I’ll relate a real-life example from a client of what can happen if you don’t put people on the balance sheet as assets. This company’s cost of labor is less than 5% of the cost of goods sold. Materials makes up 90% and the rest is overhead. Because of this, their production processes are designed so that productivity is 20% to 30% lower than it could be if it were designed according to Lean manufacturing principles with one-piece flow, right-sized machines, quick changeover tooling, etc. But that’s just another 1% or so and this is not a big business case for changing how they look at labor. What’s more, the direct labor is mostly outsourced to temp labor companies so this company can take away or add labor on demand.
But this comes at a high total cost.
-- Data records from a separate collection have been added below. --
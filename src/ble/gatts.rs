//! GATT server operations: attribute table registration and value updates.

use super::bus::{Bus, Characteristic, Command, Descriptor, NotifyParams, ServiceKind};
use super::client::BleClient;
use super::event::CharacteristicHandles;
use super::slot::{Output, ResponseKind};
use super::wait::Monotonic;
use super::{Status, Uuid};
use crate::error::Error;

impl<'a, B, M> BleClient<'a, B, M>
where
    B: Bus,
    M: Monotonic,
{
    /// Register a service; returns the handle the controller assigned.
    pub fn add_service(&self, uuid: Uuid, kind: ServiceKind) -> Result<u16, Error> {
        let output = self.transact(ResponseKind::ServiceAdded, Command::AddService { uuid, kind })?;
        handle_of(output)
    }

    /// Reference `included` from `primary` as an included service.
    pub fn include_service(&self, primary: u16, included: u16) -> Result<(), Error> {
        self.transact(
            ResponseKind::IncludedServiceAdded,
            Command::IncludeService { primary, included },
        )?;
        Ok(())
    }

    /// Add a characteristic to `service`.
    pub fn add_characteristic(
        &self,
        service: u16,
        characteristic: &Characteristic<'_>,
    ) -> Result<CharacteristicHandles, Error> {
        let output = self.transact(
            ResponseKind::CharacteristicAdded,
            Command::AddCharacteristic {
                service,
                characteristic,
            },
        )?;
        match output {
            Output::Characteristic(handles) => Ok(handles),
            _ => Err(Error::Controller(Status::Error)),
        }
    }

    /// Add a descriptor to the last characteristic of `service`.
    pub fn add_descriptor(&self, service: u16, descriptor: &Descriptor<'_>) -> Result<u16, Error> {
        let output = self.transact(
            ResponseKind::DescriptorAdded,
            Command::AddDescriptor {
                service,
                descriptor,
            },
        )?;
        handle_of(output)
    }

    /// Write `value` at `offset` into the local attribute `handle`.
    pub fn set_attribute_value(&self, handle: u16, offset: u16, value: &[u8]) -> Result<(), Error> {
        check_len(value)?;
        self.transact(
            ResponseKind::AttributeValueSet,
            Command::SetAttributeValue {
                handle,
                offset,
                value,
            },
        )?;
        Ok(())
    }

    /// Push a value to the connected peer, as an indication (acknowledged
    /// by the peer) or a notification.
    pub fn send_notification(
        &self,
        value_handle: u16,
        offset: u16,
        data: &[u8],
        indication: bool,
    ) -> Result<(), Error> {
        let conn_handle = self.require_connection()?;
        check_len(data)?;
        let params = NotifyParams {
            value_handle,
            offset,
            data,
        };
        let (expect, command) = if indication {
            (
                ResponseKind::IndicationSent,
                Command::SendIndication {
                    conn_handle,
                    params,
                },
            )
        } else {
            (
                ResponseKind::NotificationSent,
                Command::SendNotification {
                    conn_handle,
                    params,
                },
            )
        };
        self.transact(expect, command)?;
        Ok(())
    }
}

fn handle_of(output: Output) -> Result<u16, Error> {
    match output {
        Output::Handle(handle) => Ok(handle),
        _ => Err(Error::Controller(Status::Error)),
    }
}

/// Attribute lengths travel as u16.
fn check_len(value: &[u8]) -> Result<(), Error> {
    if value.len() > usize::from(u16::MAX) {
        return Err(Error::PayloadTooLarge {
            len: value.len(),
            max: usize::from(u16::MAX),
        });
    }
    Ok(())
}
Their people are not as well-trained as they could be, the manual processes are not fool-proofed or well-designed, and since they can always throw a bit of labor at sorting through bad incoming materials, they live with a high Cost of Poor Quality (which they do not measure, but is evident to the trained eye).
Their equipment is quite a bit larger than ought to be, since labor cost is not an issue and the managers and engineers are happy to let people sit in place and batch and queue all day. As a result the value added per square meter in the factory is quite low. This doesn’t matter as long as you don’t need to build more factories, and all the cost and complexity this requires. This company is in high growth mode however, and they need to break away from the “direct labor doesn’t matter” thinking before they put up too many more factories of the same type.
Manufacturing (and all work) is fundamentally built around people. A process is the junction of the 4Ms – man, material, machine and method. Materials are assets, machines are assets, methods (intellectual property) are assets, so why not man (people)?
And last but not least, it’s a good idea to put people on the balance sheet in the asset column because Toyota does it. I wouldn’t jump off a bridge if Toyota did, but I’d recommend copying just about anything else you can about Toyota’s philosophy and operating system. At Toyota it’s success through kaizen and respect for people.


  1. Josef Horber

    March 2, 2006 - 7:55 am
    Reply

    Hello, Jon
    in my opinion, this idea makes sense. The reasons to put “people value” on the balance sheet are maybe not so evident, as let´s say putting a production machine, but it makes definitely more sense, then putting WIP inventory on the balance sheet.
    How does Toyota handle this? Which amount do they put on the balance sheet:
    -training?
    -a recurring amount, like a certain % of each year´s salary (so the value is constantly growing)?
    -a fixed amount, maybe linked to Your position / salary (which would not increase over time)?
    Would be interesting to know.
    Thanks for the post and best regards,
    Josef Horber

  2. Joe

    March 2, 2006 - 3:06 pm
    Reply

    I too would like more information on Toyota’s balance sheet regarding employees as assets……..

  3. Jon Miller

    March 2, 2006 - 8:47 pm
    Reply

    Josef,
    Thanks for your question.
    I don’t know the exact practice at Toyota. I believe Toyota uses the expression “put people on the balance sheet as assets” more as a description of their way of thinking and not actual accounting practice.
    We will look into this further and let you know.